* **WORK TO BE COMPLETED**:
Would you return every line of the listing below that has "never" in it?

* **DATASET RECORDS**:
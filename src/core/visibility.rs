#[cfg(feature = "serde")]
use serde::{Deserialize, Serialize};

use crate::grid::{CellKind, Grid};

/// How walls interact with the agent's line of sight.
#[derive(Debug, Clone, Copy, PartialEq, Eq, Default)]
#[cfg_attr(feature = "serde", derive(Serialize, Deserialize))]
pub enum Visibility {
    /// Walls hide everything behind them.
    #[default]
    LineOfSight,
    /// Every cell is visible regardless of walls.
    SeeThroughWalls,
}

impl Visibility {
    pub fn from_see_through(see_through_walls: bool) -> Self {
        if see_through_walls {
            Visibility::SeeThroughWalls
        } else {
            Visibility::LineOfSight
        }
    }
}

/// Returns whether `target` can be seen from `observer`.
///
/// Walks the integer Bresenham line from `observer` towards `target`. Any
/// in-bounds wall strictly between the two endpoints blocks the view. The
/// target itself is always visible once reached, so a wall is seen but hides
/// what lies behind it. Lattice points off the map never block.
pub fn is_visible(
    map: &Grid<CellKind>,
    observer: (i32, i32),
    target: (i32, i32),
    mode: Visibility,
) -> bool {
    if mode == Visibility::SeeThroughWalls {
        return true;
    }

    let (tx, ty) = target;
    let (mut x, mut y) = observer;
    let dx = (tx - x).abs();
    let dy = (ty - y).abs();
    let step_x = if tx > x { 1 } else { -1 };
    let step_y = if ty > y { 1 } else { -1 };
    let mut err = dx - dy;

    while (x, y) != target {
        let e2 = 2 * err;
        if e2 > -dy {
            err -= dy;
            x += step_x;
        }
        if e2 < dx {
            err += dx;
            y += step_y;
        }

        if (x, y) != target && map.is_wall(x, y) {
            return false;
        }
    }
    true
}

#[cfg(test)]
mod tests {
    use super::*;

    fn open_room(size: usize) -> Grid<CellKind> {
        let mut g = Grid::filled(size, CellKind::Empty);
        let n = size as i32;
        for i in 0..n {
            g.set(i, 0, CellKind::Wall);
            g.set(i, n - 1, CellKind::Wall);
            g.set(0, i, CellKind::Wall);
            g.set(n - 1, i, CellKind::Wall);
        }
        g
    }

    #[test]
    fn a_cell_always_sees_itself() {
        let g = open_room(7);
        for y in 0..7 {
            for x in 0..7 {
                assert!(is_visible(&g, (x, y), (x, y), Visibility::LineOfSight));
            }
        }
    }

    #[test]
    fn walls_are_seen_but_block_what_is_behind() {
        let mut g = open_room(9);
        g.set(4, 3, CellKind::Wall);

        assert!(is_visible(&g, (2, 3), (4, 3), Visibility::LineOfSight));
        assert!(!is_visible(&g, (2, 3), (6, 3), Visibility::LineOfSight));
        assert!(!is_visible(&g, (2, 3), (5, 3), Visibility::LineOfSight));
        // The border itself is visible from inside.
        assert!(is_visible(&g, (2, 3), (2, 0), Visibility::LineOfSight));
    }

    #[test]
    fn diagonal_line_is_blocked_by_wall_on_the_path() {
        let mut g = open_room(9);
        g.set(3, 3, CellKind::Wall);
        assert!(!is_visible(&g, (1, 1), (5, 5), Visibility::LineOfSight));
        assert!(is_visible(&g, (1, 1), (3, 3), Visibility::LineOfSight));
        assert!(is_visible(&g, (1, 1), (5, 1), Visibility::LineOfSight));
    }

    #[test]
    fn shallow_line_follows_bresenham_cells() {
        // (1,1) -> (4,2) passes through (2,1) then (3,2).
        for wall in [(2, 1), (3, 2)] {
            let mut g = open_room(9);
            g.set(wall.0, wall.1, CellKind::Wall);
            assert!(!is_visible(&g, (1, 1), (4, 2), Visibility::LineOfSight), "{wall:?}");
        }
        // Neighbours the line skips never block it.
        for wall in [(3, 1), (2, 2)] {
            let mut g = open_room(9);
            g.set(wall.0, wall.1, CellKind::Wall);
            assert!(is_visible(&g, (1, 1), (4, 2), Visibility::LineOfSight), "{wall:?}");
        }
    }

    #[test]
    fn see_through_mode_ignores_walls() {
        let mut g = open_room(9);
        g.set(4, 3, CellKind::Wall);
        assert!(is_visible(&g, (2, 3), (6, 3), Visibility::SeeThroughWalls));
    }

    #[test]
    fn off_map_points_do_not_block() {
        let g = open_room(5);
        assert!(is_visible(&g, (0, 0), (-3, -2), Visibility::LineOfSight));
    }
}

* **EXPECTED ANSWER**:
/// what lies behind it. Lattice points off the map never block.
        // Neighbours the line skips never block it.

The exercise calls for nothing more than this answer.